The ALDEFLOUR kit (StemCell Technologies) was employed for the determination of the aldehyde dehydrogenase (ALDH) activity of BC cells, following the guidelines provided by the manufacturer. The ALDH-positive cell population was identified by utilizing a FACSCalibur flow cytometer (BD Biosciences, USA).

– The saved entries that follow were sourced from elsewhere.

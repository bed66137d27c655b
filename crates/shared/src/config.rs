//! Application configuration management.

use serde::Deserialize;

/// Application configuration.
#[derive(Debug, Clone, Deserialize)]
pub struct AppConfig {
    /// Server configuration.
    pub server: ServerConfig,
    /// Database configuration.
    pub database: DatabaseConfig,
    /// JWT configuration.
    pub jwt: JwtSettings,
    /// Push notification gateway configuration.
    #[serde(default)]
    pub push: PushSettings,
    /// Summary trend cache configuration.
    #[serde(default)]
    pub summary: SummarySettings,
}

/// Server configuration.
#[derive(Debug, Clone, Deserialize)]
pub struct ServerConfig {
    /// Host to bind to.
    #[serde(default = "default_host")]
    pub host: String,
    /// Port to listen on.
    #[serde(default = "default_port")]
    pub port: u16,
}

fn default_host() -> String {
    "0.0.0.0".to_string()
}

fn default_port() -> u16 {
    8080
}

/// Database configuration.
#[derive(Debug, Clone, Deserialize)]
pub struct DatabaseConfig {
    /// Database connection URL.
    pub url: String,
    /// Maximum number of connections in the pool.
    #[serde(default = "default_max_connections")]
    pub max_connections: u32,
}

fn default_max_connections() -> u32 {
    10
}

/// JWT configuration.
#[derive(Debug, Clone, Deserialize)]
pub struct JwtSettings {
    /// Secret key for signing tokens.
    pub secret: String,
    /// Access token expiration in seconds.
    #[serde(default = "default_access_token_expiry")]
    pub access_token_expiry_secs: u64,
    /// Refresh token expiration in seconds.
    #[serde(default = "default_refresh_token_expiry")]
    pub refresh_token_expiry_secs: u64,
}

fn default_access_token_expiry() -> u64 {
    900 // 15 minutes
}

fn default_refresh_token_expiry() -> u64 {
    604800 // 7 days
}

/// Push notification gateway configuration.
///
/// When `endpoint` is empty the gateway is disabled and events are
/// dropped after a debug log line.
#[derive(Debug, Clone, Default, Deserialize)]
pub struct PushSettings {
    /// HTTP endpoint events are POSTed to.
    #[serde(default)]
    pub endpoint: String,
    /// Application key sent with each event.
    #[serde(default)]
    pub app_key: String,
    /// Request timeout in milliseconds.
    #[serde(default = "default_push_timeout_ms")]
    pub timeout_ms: u64,
}

fn default_push_timeout_ms() -> u64 {
    2000
}

/// Summary trend cache configuration.
///
/// The previous emergency fund figures live for one hour; the last
/// reported direction for three. Both are display conveniences.
#[derive(Debug, Clone, Deserialize)]
pub struct SummarySettings {
    /// Time-to-live for the previous figures, in seconds.
    #[serde(default = "default_figures_ttl")]
    pub figures_ttl_secs: u64,
    /// Time-to-live for the last-direction flag, in seconds.
    #[serde(default = "default_direction_ttl")]
    pub direction_ttl_secs: u64,
}

impl Default for SummarySettings {
    fn default() -> Self {
        Self {
            figures_ttl_secs: default_figures_ttl(),
            direction_ttl_secs: default_direction_ttl(),
        }
    }
}

fn default_figures_ttl() -> u64 {
    3600
}

fn default_direction_ttl() -> u64 {
    10800
}

impl AppConfig {
    /// Loads configuration from environment and config files.
    ///
    /// # Errors
    ///
    /// Returns an error if configuration cannot be loaded.
    pub fn load() -> Result<Self, config::ConfigError> {
        let run_mode = std::env::var("RUN_MODE").unwrap_or_else(|_| "development".to_string());

        let config = config::Config::builder()
            .add_source(config::File::with_name("config/default").required(false))
            .add_source(config::File::with_name(&format!("config/{run_mode}")).required(false))
            .add_source(config::Environment::with_prefix("GASTO").separator("__"))
            .build()?;

        config.try_deserialize()
    }
}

Culture of patient-derived organoid (PDO) and subsequent treatment

Chopped tissues were incubated at 37 °C for 2 h with the addition of 1% BSA, ITS-G (BasalMedia Technologies Company, China), Primocin (Invitrogen, USA), 5 μM Y-27,632 (MCE, USA), 10 mM HEPES (Thermo, USA), collagenase I and III (Worthington, Italy), and 1000 U/mL hyaluronidase (Sigma-Aldrich, USA). After passing through a 100 μm filter strainer, the cell pellets were collected and resuspended in a digestion termination solution. After lysing the erythrocytes with the TAC buffer, the cell pellets were reconstituted using growth factor-reduced matrigel that had been diluted 1:3 in an organoid culture medium. The DMEM/F12 medium was combined with particular amounts of several growth agents and components to create the organoid culture medium, including FGF7 (5 ng/ml), EGF (5 ng/ml), R-spondin-1 (0.5 µg/ml), Neuregulin 1 (0.5 µg/ml), FGF10 (20 ng/ml), 0.1 µg/mL Noggin, 500 nM A83–01, 5 µM Y-27632, 500 nM SB202190, HEPES, 1.25 mM N-acetyl-L-cysteine, 5 mM Nicotinamide, Primocin, GlutaMax, and B27. The suspension of organoids was placed into a 48-well plate and kept at 37 °C for 60 minutes to encourage the formation of a solid structure. Each well was supplemented with 300 μl of organoid culture media, and the medium was refreshed every three days. Lentiviral vectors containing UGCU-overexpressing or control genes were utilized for transfecting the organoids. Light microscopy was used to observe organoid size and take images.

Wound healing assay

After being seeded onto 24-well plates, the transfected cells were cultured until the cell reached 90% density. Using a 10 µL pipette tip, the cell monolayer was scraped in a straight line, and detached cells were removed by washing with PBS. Photographs were taken using a light microscope at the specified time.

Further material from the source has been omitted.